Sunday, January 20, 2019

Susan Sontag from “Letter to Borges”

On the 10th anniversary of the death of Jorge Luis Borges, the late Susan Sontag revisited her admiration for his work and the enormity of his cultural legacy in a short and beautiful essay titled “Letter to Borges,” penned on June 13, 1996, and included in her 2001 collection WHERE THE STRESS FALLS: ESSAYS.

You were very much the product of your time, your culture, and yet you knew how to transcend your time, your culture, in ways that seem quite magical. This had something to do with the openness and generosity of your attention. You were the least egocentric, the most transparent of writers, as well as the most artful. It also had something to do with a natural purity of spirit.

You had a sense of time that was different from other people’s. The ordinary ideas of past, present, and future seemed banal under your gaze. You liked to say that every moment of time contains the past and the future, quoting (as I remember) the poet Browning, who wrote something like “the present is the instant in which the future crumbles into the past.” That, of course, was part of your modesty: your taste for finding your ideas in the ideas of other writers.

The serenity and the transcendence of self that you found are to me exemplary. You showed that it is not necessary to be unhappy, even while one is clear-eyed and undeluded about how terrible everything is.
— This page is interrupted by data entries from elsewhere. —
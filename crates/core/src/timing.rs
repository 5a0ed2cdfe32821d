//! Wall-clock readings for identifier timestamps
//!
//! Readings are kept at millisecond resolution, which is the finest field
//! the `yyyyMMddHHmmssSSS` prefix carries. They are rendered in a
//! [`ClockZone`], the host's local time unless configured otherwise. The
//! clock is a trait so tests can freeze or step time.

use std::fmt;
use std::str::FromStr;
use std::sync::atomic::{AtomicI64, Ordering};

use chrono::{DateTime, Datelike, FixedOffset, Local, TimeZone, Utc};
use serde::{Deserialize, Serialize};

use crate::error::{Result, SequenceError};

/// Number of digits in a rendered timestamp
pub const TIMESTAMP_DIGITS: usize = 17;

const COMPACT_FORMAT: &str = "%Y%m%d%H%M%S%3f";

/// Millisecond-precision wall-clock reading
#[derive(Debug, Clone, Copy, PartialEq, Eq, PartialOrd, Ord, Hash, Serialize, Deserialize)]
pub struct Timestamp {
    /// Milliseconds since Unix epoch
    pub millis: i64,
}

impl Timestamp {
    /// Create a timestamp from milliseconds since Unix epoch
    pub fn from_millis(millis: i64) -> Self {
        Self { millis }
    }

    /// Create a timestamp from the current time
    pub fn now() -> Self {
        Self {
            millis: system_millis(),
        }
    }

    /// Convert to chrono DateTime<Utc>
    pub fn to_datetime(&self) -> Result<DateTime<Utc>> {
        DateTime::from_timestamp_millis(self.millis).ok_or_else(|| {
            SequenceError::ClockFormat(format!(
                "{} ms since epoch is not a representable date",
                self.millis
            ))
        })
    }

    /// Render as `yyyyMMddHHmmssSSS` (17 digits) in `zone`
    pub fn to_compact_digits(&self, zone: ClockZone) -> Result<String> {
        let utc = self.to_datetime()?;
        match zone {
            ClockZone::Local => render_compact(utc.with_timezone(&Local)),
            ClockZone::Utc => render_compact(utc),
            ClockZone::Offset(seconds) => render_compact(utc.with_timezone(&zone_offset(seconds)?)),
        }
    }
}

fn render_compact<Tz: TimeZone>(dt: DateTime<Tz>) -> Result<String>
where
    Tz::Offset: fmt::Display,
{
    // %Y pads or signs years outside this range
    if !(1000..=9999).contains(&dt.year()) {
        return Err(SequenceError::ClockFormat(format!(
            "year {} does not fit a 4-digit field",
            dt.year()
        )));
    }

    let digits = dt.format(COMPACT_FORMAT).to_string();
    if digits.len() != TIMESTAMP_DIGITS || !digits.bytes().all(|b| b.is_ascii_digit()) {
        return Err(SequenceError::ClockFormat(format!(
            "unexpected timestamp rendering {digits:?}"
        )));
    }
    Ok(digits)
}

fn zone_offset(seconds: i32) -> Result<FixedOffset> {
    FixedOffset::east_opt(seconds).ok_or_else(|| {
        SequenceError::ClockFormat(format!("utc offset {seconds}s out of range"))
    })
}

/// Time zone the timestamp prefix is rendered in
#[derive(Debug, Clone, Copy, PartialEq, Eq, Default, Serialize, Deserialize)]
#[serde(rename_all = "snake_case")]
pub enum ClockZone {
    /// Host local time; repeats an hour when daylight saving ends
    #[default]
    Local,
    Utc,
    /// Fixed offset east of UTC, in seconds
    Offset(i32),
}

impl ClockZone {
    /// Check that the zone can render a reading
    pub fn validate(&self) -> Result<()> {
        if let ClockZone::Offset(seconds) = *self {
            zone_offset(seconds)?;
        }
        Ok(())
    }
}

impl FromStr for ClockZone {
    type Err = SequenceError;

    /// Accepts `local`, `utc` or an offset such as `+08:00` / `-05:30`
    fn from_str(raw: &str) -> Result<Self> {
        let raw = raw.trim();
        if raw.eq_ignore_ascii_case("local") {
            return Ok(ClockZone::Local);
        }
        if raw.eq_ignore_ascii_case("utc") || raw == "Z" {
            return Ok(ClockZone::Utc);
        }

        let offset = raw
            .parse::<FixedOffset>()
            .map_err(|e| SequenceError::InvalidConfig(format!("time zone {raw:?}: {e}")))?;
        Ok(ClockZone::Offset(offset.local_minus_utc()))
    }
}

impl From<DateTime<Utc>> for Timestamp {
    fn from(dt: DateTime<Utc>) -> Self {
        Self {
            millis: dt.timestamp_millis(),
        }
    }
}

impl std::fmt::Display for Timestamp {
    fn fmt(&self, f: &mut std::fmt::Formatter<'_>) -> std::fmt::Result {
        match self.to_datetime() {
            Ok(dt) => write!(f, "{}", dt.format("%Y-%m-%d %H:%M:%S%.3f UTC")),
            Err(_) => write!(f, "{}ms", self.millis),
        }
    }
}

/// System time in milliseconds since Unix epoch
#[inline]
pub fn system_millis() -> i64 {
    Utc::now().timestamp_millis()
}

/// Source of wall-clock readings
pub trait Clock: Send + Sync {
    /// Current reading
    fn now(&self) -> Timestamp;
}

/// Clock backed by the system wall clock
#[derive(Debug, Clone, Copy, Default)]
pub struct SystemClock;

impl Clock for SystemClock {
    fn now(&self) -> Timestamp {
        Timestamp::now()
    }
}

/// Clock that only moves when told to
#[derive(Debug, Default)]
pub struct ManualClock {
    millis: AtomicI64,
}

impl ManualClock {
    /// Freeze the clock at `at`
    pub fn new(at: Timestamp) -> Self {
        Self {
            millis: AtomicI64::new(at.millis),
        }
    }

    /// Move the clock to `at`
    pub fn set(&self, at: Timestamp) {
        self.millis.store(at.millis, Ordering::SeqCst);
    }

    /// Step the clock forward
    pub fn advance_millis(&self, millis: i64) {
        self.millis.fetch_add(millis, Ordering::SeqCst);
    }
}

impl Clock for ManualClock {
    fn now(&self) -> Timestamp {
        Timestamp::from_millis(self.millis.load(Ordering::SeqCst))
    }
}

impl<C: Clock + ?Sized> Clock for std::sync::Arc<C> {
    fn now(&self) -> Timestamp {
        (**self).now()
    }
}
Somewhere you said that a writer — delicately you added: all persons — must think that whatever happens to him or her is a resource. (You were speaking of your blindness.)

Books are not only the arbitrary sum of our dreams, and our memory. They also give us the model of self-transcendence. Some people think of reading only as a kind of escape: an escape from the “real” everyday world to an imaginary world, the world of books. Books are much more. They are a way of being fully human.
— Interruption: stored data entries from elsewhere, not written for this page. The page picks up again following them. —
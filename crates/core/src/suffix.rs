//! Random suffix sources
//!
//! The six trailing digits of an identifier come from a [`SuffixSource`].
//! Sources are called from inside the generator's critical section, so they
//! must not block for long.

use std::sync::Mutex;

use rand::rngs::{OsRng, StdRng};
use rand::{Rng, RngCore, SeedableRng};

use crate::error::{Result, SequenceError};

/// Smallest suffix value
pub const SUFFIX_MIN: u32 = 100_000;

/// Largest suffix value
pub const SUFFIX_MAX: u32 = 999_999;

/// Number of digits in a suffix
pub const SUFFIX_DIGITS: usize = 6;

const SUFFIX_SPAN: u32 = SUFFIX_MAX - SUFFIX_MIN + 1;

/// Produces values in `[SUFFIX_MIN, SUFFIX_MAX]`
pub trait SuffixSource: Send + Sync {
    /// Draw one suffix
    fn draw(&self) -> Result<u32>;
}

/// Thread-local RNG; never fails and never contends
#[derive(Debug, Clone, Copy, Default)]
pub struct ThreadRngSuffix;

impl SuffixSource for ThreadRngSuffix {
    fn draw(&self) -> Result<u32> {
        Ok(rand::thread_rng().gen_range(SUFFIX_MIN..=SUFFIX_MAX))
    }
}

/// Operating system entropy; reports platform failures
#[derive(Debug, Clone, Copy, Default)]
pub struct OsRngSuffix;

impl SuffixSource for OsRngSuffix {
    fn draw(&self) -> Result<u32> {
        // Largest multiple of the span that fits in u32
        let zone = u32::MAX - (u32::MAX % SUFFIX_SPAN);
        let mut buf = [0u8; 4];
        loop {
            OsRng.try_fill_bytes(&mut buf)?;
            let raw = u32::from_le_bytes(buf);
            if raw < zone {
                return Ok(SUFFIX_MIN + raw % SUFFIX_SPAN);
            }
        }
    }
}

/// Deterministic sequence from a fixed seed
#[derive(Debug)]
pub struct SeededSuffix {
    rng: Mutex<StdRng>,
}

impl SeededSuffix {
    /// Create a source that replays the same draws for the same seed
    pub fn new(seed: u64) -> Self {
        Self {
            rng: Mutex::new(StdRng::seed_from_u64(seed)),
        }
    }
}

impl SuffixSource for SeededSuffix {
    fn draw(&self) -> Result<u32> {
        let mut rng = self
            .rng
            .lock()
            .map_err(|_| SequenceError::RandomSource("seeded rng lock poisoned".to_string()))?;
        Ok(rng.gen_range(SUFFIX_MIN..=SUFFIX_MAX))
    }
}

impl<S: SuffixSource + ?Sized> SuffixSource for std::sync::Arc<S> {
    fn draw(&self) -> Result<u32> {
        (**self).draw()
    }
}

/// Check a drawn value before it is rendered into an identifier
pub(crate) fn check_suffix(value: u32) -> Result<u32> {
    if (SUFFIX_MIN..=SUFFIX_MAX).contains(&value) {
        Ok(value)
    } else {
        Err(SequenceError::RandomSource(format!(
            "suffix {value} outside [{SUFFIX_MIN}, {SUFFIX_MAX}]"
        )))
    }
}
I’m sorry to have to tell you that books are now considered an endangered species. By books, I also mean the conditions of reading that make possible literature and its soul effects. Soon, we are told, we will call up on “bookscreens” any “text” on demand, and will be able to change its appearance, ask questions of it, “interact” with it. When books become “texts” that we “interact” with according to criteria of utility, the written word will have become simply another aspect of our advertising-driven televisual reality. This is the glorious future being created, and promised to us, as something more “democratic.” Of course, it means nothing less than the death of inwardness — and of the book.
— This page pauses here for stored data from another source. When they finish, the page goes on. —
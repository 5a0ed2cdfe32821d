//! Order number generation
//!
//! An identifier is `timestamp ++ counter ++ suffix`:
//!
//! ```text
//! 20240309070502042 0000 583127
//! yyyyMMddHHmmssSSS ctr  random
//! ```
//!
//! The timestamp is wall-clock time in the configured zone (host local time
//! by default). The counter segment is zero-padded to the digit count of the
//! configured ceiling, so the identifier length is fixed for a given
//! configuration. With the default ceiling of 1000 that is 4 counter digits
//! and 27 digits in total: counters 0 and 1000 both fit without sharing a
//! segment, one digit wider than a 3-digit `000..999` layout.
//!
//! The whole read-compose-commit sequence runs under one mutex, and the
//! counter is written only once everything has succeeded.

use std::fmt::{self, Display};
use std::sync::{Mutex, PoisonError};

use serde::{Deserialize, Serialize};
use tracing::{debug, info, trace, warn};

use crate::config::SequenceConfig;
use crate::error::Result;
use crate::suffix::{check_suffix, SuffixSource, ThreadRngSuffix, SUFFIX_DIGITS};
use crate::timing::{Clock, SystemClock, TIMESTAMP_DIGITS};

/// Generated order number
#[derive(Debug, Clone, PartialEq, Eq, PartialOrd, Ord, Hash, Serialize, Deserialize)]
#[serde(transparent)]
pub struct SequenceNo(String);

impl SequenceNo {
    /// Get as string
    pub fn as_str(&self) -> &str {
        &self.0
    }

    /// Take the underlying string
    pub fn into_string(self) -> String {
        self.0
    }

    /// The `yyyyMMddHHmmssSSS` prefix
    pub fn timestamp_digits(&self) -> &str {
        self.0.get(..TIMESTAMP_DIGITS).unwrap_or(&self.0)
    }
}

impl Display for SequenceNo {
    fn fmt(&self, f: &mut fmt::Formatter<'_>) -> fmt::Result {
        write!(f, "{}", self.0)
    }
}

impl AsRef<str> for SequenceNo {
    fn as_ref(&self) -> &str {
        &self.0
    }
}

impl From<SequenceNo> for String {
    fn from(id: SequenceNo) -> Self {
        id.0
    }
}

/// Segments of an identifier
#[derive(Debug, Clone, PartialEq, Eq)]
pub struct SequenceParts<'a> {
    pub timestamp: &'a str,
    pub counter: u64,
    pub suffix: u32,
}

/// Thread-safe order number generator
pub struct SequenceGenerator<C = SystemClock, R = ThreadRngSuffix> {
    config: SequenceConfig,
    counter_width: usize,
    counter: Mutex<u64>,
    clock: C,
    suffix: R,
}

impl SequenceGenerator {
    /// Default ceiling, system clock, thread-local RNG
    pub fn with_defaults() -> Self {
        let config = SequenceConfig::default();
        Self::build(config, SystemClock, ThreadRngSuffix)
    }

    /// System clock and thread-local RNG with a custom configuration
    pub fn from_config(config: SequenceConfig) -> Result<Self> {
        Self::new(config, SystemClock, ThreadRngSuffix)
    }
}

impl Default for SequenceGenerator {
    fn default() -> Self {
        Self::with_defaults()
    }
}

impl<C: Clock, R: SuffixSource> SequenceGenerator<C, R> {
    /// Create a generator; the counter starts at zero
    pub fn new(config: SequenceConfig, clock: C, suffix: R) -> Result<Self> {
        config.validate()?;
        Ok(Self::build(config, clock, suffix))
    }

    fn build(config: SequenceConfig, clock: C, suffix: R) -> Self {
        let counter_width = config.counter_width();
        info!(
            "🔢 Sequence generator ready (max_per_msec={}, counter_width={}, zone={:?})",
            config.max_per_msec, counter_width, config.zone
        );
        Self {
            config,
            counter_width,
            counter: Mutex::new(0),
            clock,
            suffix,
        }
    }

    /// Start from an arbitrary counter value.
    ///
    /// A value above the ceiling is reset on the next call.
    pub fn with_counter(self, value: u64) -> Self {
        *self.counter.lock().unwrap_or_else(PoisonError::into_inner) = value;
        self
    }

    /// Generate the next order number.
    ///
    /// On error the counter is untouched, so the call can simply be retried.
    pub fn generate_sequence_no(&self) -> Result<SequenceNo> {
        // The counter is only written at the end, so a poisoned lock still
        // guards a consistent value.
        let mut counter = self.counter.lock().unwrap_or_else(PoisonError::into_inner);

        let composed = self.compose(*counter);
        match composed {
            Ok((id, used)) => {
                *counter = used + 1;
                trace!("generated {} (counter={})", id, used);
                Ok(id)
            }
            Err(e) => {
                warn!("sequence generation failed, counter kept at {}: {}", *counter, e);
                Err(e)
            }
        }
    }

    fn compose(&self, current: u64) -> Result<(SequenceNo, u64)> {
        let timestamp = self.clock.now().to_compact_digits(self.config.zone)?;

        let max = u64::from(self.config.max_per_msec);
        let used = if current > max {
            debug!("counter {} exceeded {}, wrapping to 0", current, max);
            0
        } else {
            current
        };

        let suffix = check_suffix(self.suffix.draw()?)?;

        let mut id = String::with_capacity(self.id_len());
        id.push_str(&timestamp);
        id.push_str(&format!("{:0width$}", used, width = self.counter_width));
        id.push_str(&suffix.to_string());
        Ok((SequenceNo(id), used))
    }

    /// Counter value the next call will start from
    pub fn counter(&self) -> u64 {
        *self.counter.lock().unwrap_or_else(PoisonError::into_inner)
    }

    /// Configured per-millisecond ceiling
    pub fn max_per_msec(&self) -> u32 {
        self.config.max_per_msec
    }

    /// Digits in the counter segment
    pub fn counter_width(&self) -> usize {
        self.counter_width
    }

    /// Total identifier length
    pub fn id_len(&self) -> usize {
        TIMESTAMP_DIGITS + self.counter_width + SUFFIX_DIGITS
    }

    /// Split an identifier with this generator's layout
    pub fn decompose<'a>(&self, id: &'a str) -> Option<SequenceParts<'a>> {
        if id.len() != self.id_len() || !id.bytes().all(|b| b.is_ascii_digit()) {
            return None;
        }
        let (timestamp, rest) = id.split_at(TIMESTAMP_DIGITS);
        let (counter, suffix) = rest.split_at(self.counter_width);
        Some(SequenceParts {
            timestamp,
            counter: counter.parse().ok()?,
            suffix: suffix.parse().ok()?,
        })
    }
}

impl<C, R> fmt::Debug for SequenceGenerator<C, R> {
    fn fmt(&self, f: &mut fmt::Formatter<'_>) -> fmt::Result {
        f.debug_struct("SequenceGenerator")
            .field("config", &self.config)
            .field("counter_width", &self.counter_width)
            .field("counter", &self.counter)
            .finish_non_exhaustive()
    }
}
Dear Borges, please understand that it gives me no satisfaction to complain. But to whom could such complaints about the fate of books— of reading itself— be better addressed than to you? (Borges, it’s ten years!) All I mean to say is that we miss you. I miss you. You continue to make a difference. The era we are entering now, this twenty-first century, will test the soul in new ways. But, you can be sure, some of us are not going to abandon the Great Library. And you will continue to be our patron and our hero.